Exercise Description |
|
Main Target Muscles |
Shoulder |
Secondary Target Muscles |
Biceps, Chest |
Workout Type |
Strength |
Gym Gear |
Dumbbell |
Fitness Level |
Intermediate |
Compound/Isolated |
Compound |
Power Move |
Overhead Press |
Target Muscles: Shoulders
Seated Arnold Press Overview
Seated Arnold press helps build shoulder muscle strength and gain muscle mass. It is a variation of the seated dumbbell press. It targets all the muscles of the shoulders. The exercise engages all heads of the deltoid and works great to build upper body strength.
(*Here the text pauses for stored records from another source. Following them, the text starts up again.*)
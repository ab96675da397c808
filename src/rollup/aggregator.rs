use super::calendar::CalendarZone;
use super::series::{record_reading, trailing};
use super::types::{Granularity, Position, RollupSnapshot, SensorRecord};
use super::{normalize_sensor_id, RollupEngine};
use crate::error::{RollupError, RollupResult};
use chrono::{DateTime, Utc};
use std::time::Instant;

/// Folds one reading into every granularity of `record`, hour first, and
/// updates the record's last value, position and timestamp.
///
/// Only the in-memory record is touched; nothing is persisted here.
pub fn apply_reading(
    record: &mut SensorRecord,
    zone: &CalendarZone,
    value: f64,
    observed_at: DateTime<Utc>,
    position: Option<Position>,
) -> RollupResult<RollupSnapshot> {
    if !value.is_finite() {
        return Err(RollupError::invalid(format!("reading {value} is not a finite number")));
    }

    // Resolve and check every slot first so a rejected reading leaves the
    // record untouched.
    let mut slots = Vec::with_capacity(Granularity::ALL.len());
    for granularity in Granularity::ALL {
        let key = zone.key_for(observed_at, granularity);
        let slot_start = zone.slot_start(&key).ok_or_else(|| {
            RollupError::invalid(format!("no {granularity} slot for {observed_at}"))
        })?;
        let running = record
            .buckets(granularity)
            .iter()
            .find(|bucket| *bucket.key() == key)
            .map_or(0.0, |bucket| bucket.sum());
        if !(running + value).is_finite() {
            return Err(RollupError::invalid(format!(
                "reading {value} would overflow the {granularity} sum"
            )));
        }
        slots.push((granularity, key, slot_start));
    }

    let mut summaries = Vec::with_capacity(slots.len());
    for (granularity, key, slot_start) in slots {
        summaries.push(record_reading(
            record.buckets_mut(granularity),
            key,
            slot_start,
            value,
        ));
    }

    record.current_intensity = Some(value);
    if let Some(position) = position {
        record.position = Some(position);
    }
    record.last_updated = Some(observed_at);

    let window = |granularity: Granularity| {
        trailing(record.buckets(granularity), granularity.trailing_window()).to_vec()
    };
    Ok(RollupSnapshot {
        sensor_id: record.sensor_id.clone(),
        current_intensity: value,
        observed_at,
        current_hour: summaries[0],
        current_day: summaries[1],
        current_month: summaries[2],
        current_year: summaries[3],
        hourly: window(Granularity::Hourly),
        daily: window(Granularity::Daily),
        monthly: window(Granularity::Monthly),
        yearly: window(Granularity::Yearly),
    })
}

impl RollupEngine {
    /// Ingests a reading stamped with the engine clock's current time.
    pub async fn ingest(
        &self,
        sensor_id: &str,
        value: f64,
        position: Option<Position>,
    ) -> RollupResult<RollupSnapshot> {
        let observed_at = self.clock.now();
        self.ingest_at(sensor_id, value, observed_at, position).await
    }

    pub async fn ingest_at(
        &self,
        sensor_id: &str,
        value: f64,
        observed_at: DateTime<Utc>,
        position: Option<Position>,
    ) -> RollupResult<RollupSnapshot> {
        let result = self
            .ingest_locked(sensor_id, value, observed_at, position)
            .await;
        if let Err(err) = &result {
            self.stats.record_rejected();
            if matches!(err, RollupError::Persistence(_)) {
                self.stats.record_error(err.to_string());
            }
        }
        result
    }

    async fn ingest_locked(
        &self,
        sensor_id: &str,
        value: f64,
        observed_at: DateTime<Utc>,
        position: Option<Position>,
    ) -> RollupResult<RollupSnapshot> {
        let sensor_id = normalize_sensor_id(sensor_id)?;
        if let Some(position) = &position {
            position.validate()?;
        }

        let guard = self.locks.acquire(sensor_id).await;
        let loaded = self
            .store
            .load(sensor_id)
            .await
            .map_err(RollupError::persistence)?;
        let Some(mut record) = loaded else {
            // Unknown ids must not leave a lock entry behind.
            drop(guard);
            self.locks.forget(sensor_id).await;
            tracing::warn!(sensor = %sensor_id, "reading for unknown sensor");
            return Err(RollupError::not_found(sensor_id));
        };

        let snapshot = apply_reading(&mut record, &self.zone, value, observed_at, position)?;

        let started = Instant::now();
        self.store
            .save(&record)
            .await
            .map_err(RollupError::persistence)?;
        self.stats.record_persist(started.elapsed());

        tracing::debug!(
            sensor = %sensor_id,
            value,
            hour_count = snapshot.current_hour.readings_count,
            day_count = snapshot.current_day.readings_count,
            "reading rolled up"
        );
        Ok(snapshot)
    }
}
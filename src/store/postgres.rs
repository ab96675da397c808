use super::SensorStore;
use crate::error::StoreConflict;
use crate::rollup::{Position, SensorRecord, SensorStatus, TimeBucket};
use anyhow::{Context, Result};
use async_trait::async_trait;
use chrono::{DateTime, Utc};
use sqlx::postgres::PgPoolOptions;
use sqlx::types::Json as SqlJson;
use sqlx::{FromRow, PgPool};
use std::time::Duration;

/// One row per sensor; the four bucket sequences live in `jsonb` columns so
/// a record is read and written with a single statement.
#[derive(Clone, Debug)]
pub struct PgSensorStore {
    pool: PgPool,
}

#[derive(Debug, FromRow)]
struct SensorRow {
    sensor_id: String,
    status: String,
    latitude: Option<f64>,
    longitude: Option<f64>,
    current_intensity: Option<f64>,
    last_updated: Option<DateTime<Utc>>,
    hourly_data: SqlJson<Vec<TimeBucket>>,
    daily_data: SqlJson<Vec<TimeBucket>>,
    monthly_data: SqlJson<Vec<TimeBucket>>,
    yearly_data: SqlJson<Vec<TimeBucket>>,
    revision: i64,
}

impl SensorRow {
    fn into_record(self) -> Result<SensorRecord> {
        let status = self
            .status
            .parse::<SensorStatus>()
            .with_context(|| format!("sensor {} has invalid status", self.sensor_id))?;
        let position = match (self.latitude, self.longitude) {
            (Some(latitude), Some(longitude)) => Some(Position::new(latitude, longitude)),
            _ => None,
        };
        Ok(SensorRecord {
            sensor_id: self.sensor_id,
            status,
            position,
            current_intensity: self.current_intensity,
            last_updated: self.last_updated,
            hourly: self.hourly_data.0,
            daily: self.daily_data.0,
            monthly: self.monthly_data.0,
            yearly: self.yearly_data.0,
            revision: self.revision,
        })
    }
}

impl PgSensorStore {
    pub fn new(pool: PgPool) -> Self {
        Self { pool }
    }

    pub async fn connect(database_url: &str, max_connections: u32) -> Result<Self> {
        let pool = PgPoolOptions::new()
            .max_connections(max_connections)
            .acquire_timeout(Duration::from_secs(8))
            .connect(database_url)
            .await
            .context("failed to connect to sensor database")?;
        Ok(Self::new(pool))
    }

    pub fn pool(&self) -> &PgPool {
        &self.pool
    }

    pub async fn ensure_schema(&self) -> Result<()> {
        sqlx::query(
            r#"
            CREATE TABLE IF NOT EXISTS light_sensors (
                sensor_id text primary key,
                status text not null default 'Active',
                latitude double precision null,
                longitude double precision null,
                current_intensity double precision null,
                last_updated timestamptz null,
                hourly_data jsonb not null default '[]'::jsonb,
                daily_data jsonb not null default '[]'::jsonb,
                monthly_data jsonb not null default '[]'::jsonb,
                yearly_data jsonb not null default '[]'::jsonb,
                revision bigint not null default 0
            )
            "#,
        )
        .execute(&self.pool)
        .await
        .context("failed to create light_sensors table")?;
        Ok(())
    }
}

#[async_trait]
impl SensorStore for PgSensorStore {
    async fn insert(&self, record: &SensorRecord) -> Result<bool> {
        let result = sqlx::query(
            r#"
            INSERT INTO light_sensors (
                sensor_id, status, latitude, longitude, current_intensity, last_updated,
                hourly_data, daily_data, monthly_data, yearly_data, revision
            )
            VALUES ($1, $2, $3, $4, $5, $6, $7, $8, $9, $10, $11)
            ON CONFLICT (sensor_id) DO NOTHING
            "#,
        )
        .bind(&record.sensor_id)
        .bind(record.status.as_str())
        .bind(record.position.map(|p| p.latitude))
        .bind(record.position.map(|p| p.longitude))
        .bind(record.current_intensity)
        .bind(record.last_updated)
        .bind(SqlJson(&record.hourly))
        .bind(SqlJson(&record.daily))
        .bind(SqlJson(&record.monthly))
        .bind(SqlJson(&record.yearly))
        .bind(record.revision)
        .execute(&self.pool)
        .await?;
        Ok(result.rows_affected() == 1)
    }

    async fn load(&self, sensor_id: &str) -> Result<Option<SensorRecord>> {
        let row: Option<SensorRow> = sqlx::query_as(
            r#"
            SELECT
                sensor_id,
                status,
                latitude,
                longitude,
                current_intensity,
                last_updated,
                hourly_data,
                daily_data,
                monthly_data,
                yearly_data,
                revision
            FROM light_sensors
            WHERE sensor_id = $1
            "#,
        )
        .bind(sensor_id)
        .fetch_optional(&self.pool)
        .await?;

        row.map(SensorRow::into_record).transpose()
    }

    async fn save(&self, record: &SensorRecord) -> Result<i64> {
        let revision: Option<i64> = sqlx::query_scalar(
            r#"
            UPDATE light_sensors
            SET
                status = $3,
                latitude = $4,
                longitude = $5,
                current_intensity = $6,
                last_updated = $7,
                hourly_data = $8,
                daily_data = $9,
                monthly_data = $10,
                yearly_data = $11,
                revision = revision + 1
            WHERE sensor_id = $1 AND revision = $2
            RETURNING revision
            "#,
        )
        .bind(&record.sensor_id)
        .bind(record.revision)
        .bind(record.status.as_str())
        .bind(record.position.map(|p| p.latitude))
        .bind(record.position.map(|p| p.longitude))
        .bind(record.current_intensity)
        .bind(record.last_updated)
        .bind(SqlJson(&record.hourly))
        .bind(SqlJson(&record.daily))
        .bind(SqlJson(&record.monthly))
        .bind(SqlJson(&record.yearly))
        .fetch_optional(&self.pool)
        .await?;

        revision.ok_or_else(|| {
            StoreConflict {
                sensor_id: record.sensor_id.clone(),
                expected: record.revision,
            }
            .into()
        })
    }

    async fn remove(&self, sensor_id: &str) -> Result<bool> {
        let result = sqlx::query("DELETE FROM light_sensors WHERE sensor_id = $1")
            .bind(sensor_id)
            .execute(&self.pool)
            .await?;
        Ok(result.rows_affected() > 0)
    }

    async fn sensor_ids(&self) -> Result<Vec<String>> {
        let ids: Vec<String> =
            sqlx::query_scalar("SELECT sensor_id FROM light_sensors ORDER BY sensor_id")
                .fetch_all(&self.pool)
                .await?;
        Ok(ids)
    }
}

#[cfg(test)]
mod tests {
    use super::*;
    use crate::rollup::{CalendarKey, Granularity};
    use chrono::TimeZone;
    use std::env;

    async fn setup_test_store(database_url: &str, schema: &str) -> Result<PgSensorStore> {
        let admin_pool = PgPoolOptions::new()
            .max_connections(1)
            .connect(database_url)
            .await?;
        sqlx::query(&format!("CREATE SCHEMA IF NOT EXISTS {}", schema))
            .execute(&admin_pool)
            .await?;
        drop(admin_pool);

        let schema_name = schema.to_string();
        let pool = PgPoolOptions::new()
            .max_connections(5)
            .after_connect(move |conn, _meta| {
                let schema = schema_name.clone();
                Box::pin(async move {
                    sqlx::query(&format!("SET search_path TO {}", schema))
                        .execute(conn)
                        .await?;
                    Ok(())
                })
            })
            .connect(database_url)
            .await?;

        let store = PgSensorStore::new(pool);
        store.ensure_schema().await?;
        Ok(store)
    }

    async fn drop_schema(database_url: &str, schema: &str) -> Result<()> {
        let admin_pool = PgPoolOptions::new()
            .max_connections(1)
            .connect(database_url)
            .await?;
        let _ = sqlx::query(&format!("DROP SCHEMA IF EXISTS {} CASCADE", schema))
            .execute(&admin_pool)
            .await;
        Ok(())
    }

    #[tokio::test]
    async fn test_pg_store_round_trips_buckets_and_rejects_stale_saves() -> Result<()> {
        if env::var("LUMEN_INTEGRATION_TEST").ok().as_deref() != Some("1") {
            return Ok(());
        }
        let database_url = match env::var("LUMEN_TEST_DATABASE_URL") {
            Ok(value) => value,
            Err(_) => return Ok(()),
        };
        let schema = format!("lumen_test_{}", std::process::id());
        let store = setup_test_store(&database_url, &schema).await?;

        let record = SensorRecord::new("SL-PG-1", SensorStatus::Maintenance)
            .with_position(Some(Position::new(12.97, 77.59)));
        assert!(store.insert(&record).await?);
        assert!(!store.insert(&record).await?);

        let mut loaded = store.load("SL-PG-1").await?.expect("record");
        assert_eq!(loaded.status, SensorStatus::Maintenance);
        assert_eq!(loaded.position, Some(Position::new(12.97, 77.59)));

        let start = Utc.with_ymd_and_hms(2024, 3, 10, 14, 0, 0).unwrap();
        let mut bucket = TimeBucket::open(CalendarKey::hour(2024, 3, 10, 14), start, 120.0);
        bucket.record(140.0);
        loaded.buckets_mut(Granularity::Hourly).push(bucket.clone());
        let stale = loaded.clone();
        assert_eq!(store.save(&loaded).await?, 1);

        let err = store.save(&stale).await.unwrap_err();
        assert!(err.downcast_ref::<StoreConflict>().is_some());

        let reloaded = store.load("SL-PG-1").await?.expect("record");
        assert_eq!(reloaded.hourly, vec![bucket]);
        assert_eq!(reloaded.revision, 1);
        assert_eq!(store.sensor_ids().await?, vec!["SL-PG-1".to_string()]);

        assert!(store.remove("SL-PG-1").await?);
        assert!(store.load("SL-PG-1").await?.is_none());

        drop_schema(&database_url, &schema).await?;
        Ok(())
    }
}
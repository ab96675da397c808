mod memory;
mod postgres;

pub use memory::MemoryStore;
pub use postgres::PgSensorStore;

use crate::rollup::SensorRecord;
use anyhow::Result;
use async_trait::async_trait;

/// Persistence for whole sensor aggregate records.
///
/// `save` is a compare-and-swap on [`SensorRecord::revision`]: it only
/// succeeds when the stored revision still equals the one the caller
/// loaded, and returns the new revision. A stale save fails with
/// [`crate::error::StoreConflict`] and leaves the stored record untouched.
#[async_trait]
pub trait SensorStore: Send + Sync {
    /// Stores a new record. Returns `false` when the id is already taken.
    async fn insert(&self, record: &SensorRecord) -> Result<bool>;

    async fn load(&self, sensor_id: &str) -> Result<Option<SensorRecord>>;

    async fn save(&self, record: &SensorRecord) -> Result<i64>;

    async fn remove(&self, sensor_id: &str) -> Result<bool>;

    async fn sensor_ids(&self) -> Result<Vec<String>>;
}
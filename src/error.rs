use std::fmt::Display;

#[derive(Debug, thiserror::Error)]
pub enum RollupError {
    #[error("invalid input: {0}")]
    InvalidInput(String),
    #[error("sensor not found: {0}")]
    NotFound(String),
    #[error("persistence failure: {0:#}")]
    Persistence(anyhow::Error),
}

impl RollupError {
    pub fn invalid(message: impl Into<String>) -> Self {
        Self::InvalidInput(message.into())
    }

    pub fn not_found(sensor_id: impl Display) -> Self {
        Self::NotFound(sensor_id.to_string())
    }

    pub fn persistence(err: anyhow::Error) -> Self {
        tracing::error!(error = %format!("{err:#}"), "persistence failure");
        Self::Persistence(err)
    }

    pub fn is_not_found(&self) -> bool {
        matches!(self, Self::NotFound(_))
    }
}

pub type RollupResult<T> = Result<T, RollupError>;

/// Raised by a store when a save is based on a revision that is no longer current.
#[derive(Debug, thiserror::Error)]
#[error("write conflict on sensor {sensor_id}: expected revision {expected}")]
pub struct StoreConflict {
    pub sensor_id: String,
    pub expected: i64,
}
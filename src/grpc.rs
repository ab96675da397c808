use crate::error::RollupError;
use crate::rollup::{BucketSummary, Position, RollupEngine, SensorStatus, TimeBucket};
use crate::stats::IngestStats;
use anyhow::Result;
use std::path::Path;
use std::sync::atomic::Ordering;
use tokio::net::UnixListener;
use tokio_stream::wrappers::UnixListenerStream;
use tonic::{transport::Server, Request, Response, Status};
use tonic_health::server::health_reporter;

pub mod proto {
    tonic::include_proto!("lumen.rollup");
}

use proto::rollup_server::{Rollup, RollupServer};
use proto::{
    HealthRequest, HealthResponse, IngestRequest, IngestResponse, QueryRequest, QueryResponse,
    RegisterSensorRequest, RegisterSensorResponse,
};

#[derive(Clone)]
pub struct RollupService {
    engine: RollupEngine,
}

impl RollupService {
    pub fn new(engine: RollupEngine) -> Self {
        Self { engine }
    }

    fn to_health(stats: &IngestStats) -> HealthResponse {
        HealthResponse {
            accepted: stats.accepted.load(Ordering::Relaxed),
            rejected: stats.rejected.load(Ordering::Relaxed),
            last_persist_unix_ms: stats.last_persist_unix_ms.load(Ordering::Relaxed),
            average_persist_ms: stats.average_persist_micros.load(Ordering::Relaxed) as f64
                / 1000.0,
            sweeps_run: stats.sweeps_run.load(Ordering::Relaxed),
            buckets_cleared: stats.buckets_cleared.load(Ordering::Relaxed),
            mqtt_connected: stats.mqtt_connected.load(Ordering::Relaxed),
            last_error: stats.last_error().unwrap_or_default(),
            build: env!("CARGO_PKG_VERSION").to_string(),
        }
    }
}

fn to_status(err: RollupError) -> Status {
    match err {
        RollupError::InvalidInput(message) => Status::invalid_argument(message),
        RollupError::NotFound(sensor_id) => {
            Status::not_found(format!("sensor {sensor_id} not found"))
        }
        RollupError::Persistence(err) => Status::unavailable(format!("persistence failure: {err:#}")),
    }
}

fn map_position(position: Option<proto::Position>) -> Option<Position> {
    position.map(|p| Position::new(p.latitude, p.longitude))
}

fn map_bucket(bucket: &TimeBucket) -> proto::Bucket {
    let key = bucket.key();
    proto::Bucket {
        year: key.year,
        month: key.month,
        day: key.day,
        hour: key.hour,
        values: bucket.values().to_vec(),
        sum: bucket.sum(),
        count: bucket.count(),
        timestamp_ms: bucket.timestamp().timestamp_millis(),
    }
}

fn map_buckets(buckets: &[TimeBucket]) -> Vec<proto::Bucket> {
    buckets.iter().map(map_bucket).collect()
}

fn map_summary(summary: &BucketSummary) -> proto::BucketSummary {
    proto::BucketSummary {
        year: summary.key.year,
        month: summary.key.month,
        day: summary.key.day,
        hour: summary.key.hour,
        readings_count: summary.readings_count,
        current_average: summary.current_average,
    }
}

#[tonic::async_trait]
impl Rollup for RollupService {
    async fn get_health(
        &self,
        _request: Request<HealthRequest>,
    ) -> Result<Response<HealthResponse>, Status> {
        let stats = self.engine.stats();
        Ok(Response::new(Self::to_health(&stats)))
    }

    async fn ingest(
        &self,
        request: Request<IngestRequest>,
    ) -> Result<Response<IngestResponse>, Status> {
        let payload = request.into_inner();
        let value = payload
            .value
            .ok_or_else(|| Status::invalid_argument("reading value is required"))?;
        let snapshot = self
            .engine
            .ingest(&payload.sensor_id, value, map_position(payload.position))
            .await
            .map_err(to_status)?;

        Ok(Response::new(IngestResponse {
            current_intensity: snapshot.current_intensity,
            observed_at_ms: snapshot.observed_at.timestamp_millis(),
            current_hour: Some(map_summary(&snapshot.current_hour)),
            current_day: Some(map_summary(&snapshot.current_day)),
            current_month: Some(map_summary(&snapshot.current_month)),
            current_year: Some(map_summary(&snapshot.current_year)),
            hourly: map_buckets(&snapshot.hourly),
            daily: map_buckets(&snapshot.daily),
            monthly: map_buckets(&snapshot.monthly),
            yearly: map_buckets(&snapshot.yearly),
        }))
    }

    async fn query(
        &self,
        request: Request<QueryRequest>,
    ) -> Result<Response<QueryResponse>, Status> {
        let payload = request.into_inner();
        let query = self
            .engine
            .query_named(&payload.sensor_id, &payload.granularity)
            .await
            .map_err(to_status)?;

        Ok(Response::new(QueryResponse {
            data: map_buckets(&query.data),
            current_date_ms: query.current_date.timestamp_millis(),
        }))
    }

    async fn register_sensor(
        &self,
        request: Request<RegisterSensorRequest>,
    ) -> Result<Response<RegisterSensorResponse>, Status> {
        let payload = request.into_inner();
        let status = payload
            .status
            .parse::<SensorStatus>()
            .map_err(to_status)?;
        let record = self
            .engine
            .register_sensor(&payload.sensor_id, status, map_position(payload.position))
            .await
            .map_err(to_status)?;

        Ok(Response::new(RegisterSensorResponse {
            sensor_id: record.sensor_id,
            status: record.status.to_string(),
        }))
    }
}

pub async fn serve_uds(socket_path: &str, service: RollupService) -> Result<()> {
    if Path::new(socket_path).exists() {
        tokio::fs::remove_file(socket_path).await.ok();
    }

    let uds = UnixListener::bind(socket_path)?;
    let (mut health_reporter, health_service) = health_reporter();
    health_reporter
        .set_serving::<RollupServer<RollupService>>()
        .await;

    let incoming = UnixListenerStream::new(uds);
    tracing::info!(socket = %socket_path, "gRPC listening");

    Server::builder()
        .add_service(health_service)
        .add_service(RollupServer::new(service))
        .serve_with_incoming(incoming)
        .await?;

    Ok(())
}

#[cfg(test)]
mod tests {
    use super::*;
    use crate::clock::ManualClock;
    use crate::store::MemoryStore;
    use chrono::{TimeZone, Utc};
    use std::sync::Arc;
    use tonic::Code;

    fn service() -> RollupService {
        let clock = ManualClock::new(Utc.with_ymd_and_hms(2024, 3, 10, 14, 20, 0).unwrap());
        let engine = RollupEngine::new(Arc::new(MemoryStore::new())).with_clock(Arc::new(clock));
        RollupService::new(engine)
    }

    async fn register(service: &RollupService, sensor_id: &str) {
        service
            .register_sensor(Request::new(RegisterSensorRequest {
                sensor_id: sensor_id.to_string(),
                status: String::new(),
                position: Some(proto::Position {
                    latitude: 40.71,
                    longitude: -74.0,
                }),
            }))
            .await
            .unwrap();
    }

    #[tokio::test]
    async fn ingest_then_query_over_rpc_types() {
        let service = service();
        register(&service, "SL-1").await;

        for value in [120.0, 140.0] {
            service
                .ingest(Request::new(IngestRequest {
                    sensor_id: "SL-1".to_string(),
                    value: Some(value),
                    position: None,
                }))
                .await
                .unwrap();
        }

        let response = service
            .query(Request::new(QueryRequest {
                sensor_id: "SL-1".to_string(),
                granularity: "hourly".to_string(),
            }))
            .await
            .unwrap()
            .into_inner();
        assert_eq!(response.data.len(), 1);
        let bucket = &response.data[0];
        assert_eq!((bucket.year, bucket.month, bucket.day, bucket.hour), (2024, Some(3), Some(10), Some(14)));
        assert_eq!(bucket.count, 2);
        assert_eq!(bucket.sum, 260.0);
        assert_eq!(
            bucket.timestamp_ms,
            Utc.with_ymd_and_hms(2024, 3, 10, 14, 0, 0).unwrap().timestamp_millis()
        );

        let health = service
            .get_health(Request::new(HealthRequest {}))
            .await
            .unwrap()
            .into_inner();
        assert_eq!(health.accepted, 2);
        assert_eq!(health.rejected, 0);
    }

    #[tokio::test]
    async fn errors_map_to_status_codes() {
        let service = service();
        register(&service, "SL-1").await;

        let missing = service
            .ingest(Request::new(IngestRequest {
                sensor_id: "SL-404".to_string(),
                value: Some(1.0),
                position: None,
            }))
            .await
            .unwrap_err();
        assert_eq!(missing.code(), Code::NotFound);

        let bad_value = service
            .ingest(Request::new(IngestRequest {
                sensor_id: "SL-1".to_string(),
                value: Some(f64::NAN),
                position: None,
            }))
            .await
            .unwrap_err();
        assert_eq!(bad_value.code(), Code::InvalidArgument);

        let missing_value = service
            .ingest(Request::new(IngestRequest {
                sensor_id: "SL-1".to_string(),
                value: None,
                position: None,
            }))
            .await
            .unwrap_err();
        assert_eq!(missing_value.code(), Code::InvalidArgument);
        let record = service.engine.sensor("SL-1").await.unwrap();
        assert!(record.hourly.is_empty());

        let bad_granularity = service
            .query(Request::new(QueryRequest {
                sensor_id: "SL-1".to_string(),
                granularity: "weekly".to_string(),
            }))
            .await
            .unwrap_err();
        assert_eq!(bad_granularity.code(), Code::InvalidArgument);

        let persistence = to_status(RollupError::Persistence(anyhow::anyhow!("pool timed out")));
        assert_eq!(persistence.code(), Code::Unavailable);
    }
}
use super::types::{Position, SensorRecord, SensorStatus};
use super::{normalize_sensor_id, RollupEngine};
use crate::error::{RollupError, RollupResult};

impl RollupEngine {
    /// Creates an empty aggregate record for a sensor the registry just added.
    pub async fn register_sensor(
        &self,
        sensor_id: &str,
        status: SensorStatus,
        position: Option<Position>,
    ) -> RollupResult<SensorRecord> {
        let sensor_id = normalize_sensor_id(sensor_id)?;
        if let Some(position) = &position {
            position.validate()?;
        }

        let record = SensorRecord::new(sensor_id, status).with_position(position);
        let inserted = self
            .store
            .insert(&record)
            .await
            .map_err(RollupError::persistence)?;
        if !inserted {
            return Err(RollupError::invalid(format!(
                "sensor {sensor_id} already exists"
            )));
        }

        tracing::info!(sensor = %sensor_id, status = %status, "sensor registered");
        Ok(record)
    }

    pub async fn sensor(&self, sensor_id: &str) -> RollupResult<SensorRecord> {
        let sensor_id = normalize_sensor_id(sensor_id)?;
        self.store
            .load(sensor_id)
            .await
            .map_err(RollupError::persistence)?
            .ok_or_else(|| RollupError::not_found(sensor_id))
    }

    /// Deletes the record while holding the sensor's lock so an in-flight
    /// ingest either lands before the delete or fails with `NotFound` after it.
    pub async fn remove_sensor(&self, sensor_id: &str) -> RollupResult<()> {
        let sensor_id = normalize_sensor_id(sensor_id)?;
        let removed = {
            let _guard = self.locks.acquire(sensor_id).await;
            self.store
                .remove(sensor_id)
                .await
                .map_err(RollupError::persistence)?
        };
        self.locks.forget(sensor_id).await;

        if !removed {
            return Err(RollupError::not_found(sensor_id));
        }
        tracing::info!(sensor = %sensor_id, "sensor removed");
        Ok(())
    }
}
Doing seated Arnold press will help in getting a bigger and toned shoulder. You can include the exercise in your upper-body or arms and back workouts.
How to Do It
- Set the adjustable bench to 90 degrees and select a weight you are comfortable with.
- Sit on the bench and pick the dumbbells from the floor with a neutral grip.
- Position the end of dumbbells on your knees.
- With a controlled motion, kick your knees up to get the dumbbell into place.
- Move one knee at a time, and position the dumbbell on your shoulders.
- After positioning the dumbbells, rotate your palms so that they face you.
- Press the dumbbells overhead while taking a deep breath.
- At this point, rotate the dumbbells so that palms are facing forward.
- Lower the dumbbells to starting position.
Seated Arnold Press Tips
- Your back should be flat on the pad. Do not arch your back at any point.
- Keep a slight bend to your elbows at the top of the movement. Do not lock your elbows.
- Avoid straining your neck throughout the exercise.